“AI will be a huge technological revolution, even bigger than the Industrial Revolution. It will have a lot of consequences, create a lot of value and wealth, but it also brings about a lot of challenges.”1 — Kai Fu Lee
The leaders of the world’s great powers have made themselves very clear. They believe they need to dominate AI technology. The United States is the leader for now. Yet America’s rivals are working hard to reduce this edge.
Vladimir Putin remarked in 2017: “Whoever becomes the leader in this sphere will become the ruler of the world.”
China’s Xi Jianping has said “he wants China, by year’s end, to be competitive with the world’s AI leaders, a benchmark the country has arguably already reached. And he wants China to achieve AI supremacy by 2030.”2
AI will be used not just for commercial reasons but also for the military. This is crucial for cybersecurity, for autonomous driving & flying and robotics.
“For China’s part, mounting investment in autonomous weapon development is a key plank in its ongoing effort to usurp American military dominance. Almost all large-scale AI programs in China benefit from massive governmental support and a huge trove of data, and it’s autonomous weapons program is the jewel in Beijing’s AI crown.
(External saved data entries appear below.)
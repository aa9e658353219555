//! Multi-section fault surfaces and the seismological distance metrics
//! computed against them.
//!
//! A [`MultiSurface`] aggregates an ordered list of fault sections, each
//! implementing [`FaultSurface`], into one logical rupture surface. It
//! exposes aggregate geometry (area, width, dip, strike, bounding box,
//! boundary traces) and the Joyner-Boore, Rx, Ry0 and rupture distances to
//! an arbitrary site [`Mesh`].

pub mod csv;
pub mod error;
pub mod footprint;
pub mod gc2;
pub mod gridded;
pub mod mesh;
pub mod multi;
pub mod planar;
pub mod surface;

pub use error::SurfaceError;
pub use fault_geodesy::{BoundingBox, Line, Point};
pub use footprint::Footprint;
pub use gc2::Gc2Frame;
pub use gridded::MeshSurface;
pub use mesh::{Mesh, RectangularMesh};
pub use multi::MultiSurface;
pub use planar::PlanarSurface;
pub use surface::FaultSurface;

use serde::{Deserialize, Serialize};

/// Tolerances used by the distance calculations.
#[derive(Debug, Clone, Copy, PartialEq, Serialize, Deserialize)]
pub struct Tolerance {
    /// Sites closer than this to a trace segment (km) are treated as lying on it.
    pub on_trace: f64,
    /// Trace segments shorter than this (km) are ignored.
    pub min_segment_length: f64,
}

impl Default for Tolerance {
    fn default() -> Self {
        Self {
            on_trace: 1e-3,
            min_segment_length: 1e-6,
        }
    }
}

impl Tolerance {
    pub fn is_on_trace(&self, offset: f64) -> bool {
        offset.abs() < self.on_trace
    }

    pub fn is_degenerate_segment(&self, length: f64) -> bool {
        length < self.min_segment_length
    }
}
A further dimension to China’s AI strategy is economic, with Beijing seemingly interested in profiting from its autonomous weapons program as a new export product.”3
This is no different from the goals of the USA or other major powers; AI dominance is THE MOST important strategic initiative for the future. But the critical piece that often goes unrecognized is Artificial Intelligence’s dependence on microchips. This is especially so in the case in China.
China’s Chip Gap:
“China will still lag behind America in computing hardware in the near term. Just as data must be processed by algorithms to be useful, algorithms must be instantiated in physical strata — specifically, in the innards of microchips…..The most sophisticated chips are arguably the most complex objects yet built by humans. They’re certainly too complex to be quickly pried apart and reverse-engineered by China’s vaunted corporate-espionage artists”.4
“What AI chips do is optimize performance for specific tasks further down the AI stack. For instance, an AI chip can be tailored specifically for facial recognition, autonomous driving, or cloud computing. The best of these chips represent the bleeding edge of global semiconductor technology, and have grabbed the attention of Washington and Beijing. The Trump administration sees Chinese semiconductor progress as a grave economic and national security threat, and hopes to use a combination of sanctions and incentives to slow down China’s work on AI chips.”5
America used to be the leader with big chip players like Nvidia and Intel. But this expertise is slowly degrading in the USA, as best exemplified by US Chip giant Intel. A Chip giant who “admitted….. that it could actually partner with another semiconductor foundry to help with its next-generation manufacturing technology, as it announced a delay in its next process technology for future chips.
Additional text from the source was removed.